By Dimitris Konstantakopoulos
Nov. 21, 2015

Greek and European political elites are the mere tool of gigantic historic forces transforming the whole region. They are the object and not the subject of History. Most European politicians have neither the intellectual capacity, nor any interest and desire to realize what they are really doing! The case of Tsipras and SYRIZA is more interesting, because they represented at some point a privileged “moment” of History. They seemed to hold in their hands a rare, historic opportunity, to become subjects of Greek and European history. They spoiled it.

SYRIZA: From “Radical Left ” to “Radical Neoliberalism”

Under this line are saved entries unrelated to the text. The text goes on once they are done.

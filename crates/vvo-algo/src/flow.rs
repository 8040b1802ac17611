//! Directed branch-flow equations.
//!
//! The simplified two-port line model used throughout the crate. For a
//! line between buses i and j with series conductance `g` and susceptance
//! `b` (both symmetric), the two directed half-flows are:
//!
//! ```text
//! Forward (i -> j), tap ratio a on the sending bus:
//!   P_ij =  g·Vi²/a² - (Vi·Vj/a)·[g·cos(θi-θj) + b·sin(θi-θj)]
//!   Q_ij = -b·Vi²/a² - (Vi·Vj/a)·[g·sin(θi-θj) - b·cos(θi-θj)]
//!
//! Reverse (j -> i), roles swapped, no tap division on the self term:
//!   P_ji =  g·Vj² - (Vj·Vi/a)·[g·cos(θj-θi) + b·sin(θj-θi)]
//!   Q_ji = -b·Vj² - (Vj·Vi/a)·[g·sin(θj-θi) - b·cos(θj-θi)]
//! ```
//!
//! The same functions are used by the adjustment calculator (at the seed
//! point) and by the model's constraint evaluation (at the iterate), which
//! is what makes the seed-point residual vanish by construction.

/// Forward half-flow (sending end hosts the optional tap).
///
/// Returns `(p, q)` in per-unit. `ratio` is 1.0 for plain lines.
pub fn branch_flow_forward(
    g: f64,
    b: f64,
    v_i: f64,
    v_j: f64,
    theta_i: f64,
    theta_j: f64,
    ratio: f64,
) -> (f64, f64) {
    let d = theta_i - theta_j;
    let (sin_d, cos_d) = d.sin_cos();
    let self_term = v_i * v_i / (ratio * ratio);
    let cross = v_i * v_j / ratio;
    let p = g * self_term - cross * (g * cos_d + b * sin_d);
    let q = -b * self_term - cross * (g * sin_d - b * cos_d);
    (p, q)
}

/// Reverse half-flow (receiving end of the physical line sends).
///
/// The self term carries no tap division; the cross term is divided by the
/// tap of the reverse sending bus when it hosts one.
pub fn branch_flow_reverse(
    g: f64,
    b: f64,
    v_i: f64,
    v_j: f64,
    theta_i: f64,
    theta_j: f64,
    ratio: f64,
) -> (f64, f64) {
    let d = theta_j - theta_i;
    let (sin_d, cos_d) = d.sin_cos();
    let self_term = v_j * v_j;
    let cross = v_j * v_i / ratio;
    let p = g * self_term - cross * (g * cos_d + b * sin_d);
    let q = -b * self_term - cross * (g * sin_d - b * cos_d);
    (p, q)
}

It was back in 2011, Papandreou was still Prime Minister, when I had a long talk with Tsipras at his office, on a building overlooking the Constitution Square. At this time, I remember, he was interested in establishing contacts with Russia and also with Cyprus. (Already a year later he was more interested in establishing contacts with the USA-Israel axis). He was looking for the new ways for his party and himself, as a new leader, “to do something”. As the discussion came to the situation of the country, I told him: “The ball will come to you”.

I mean that the responsibility for the country could come to SYRIZA. To say this in 2011 seemed a crazy fantasy. Nothing in the horizon would permit to make such a prediction. If I dared it, it was for two reasons. As I believed this country has already embarked on the road of “Weimar course”, referring to the last three years of the Weimar Republic (1929- 1933). It received an external financial attack (unsustainable debt as unsustainable war reparations in the German case) and it was applying exactly the same policy of the German Chancellor Bruenning.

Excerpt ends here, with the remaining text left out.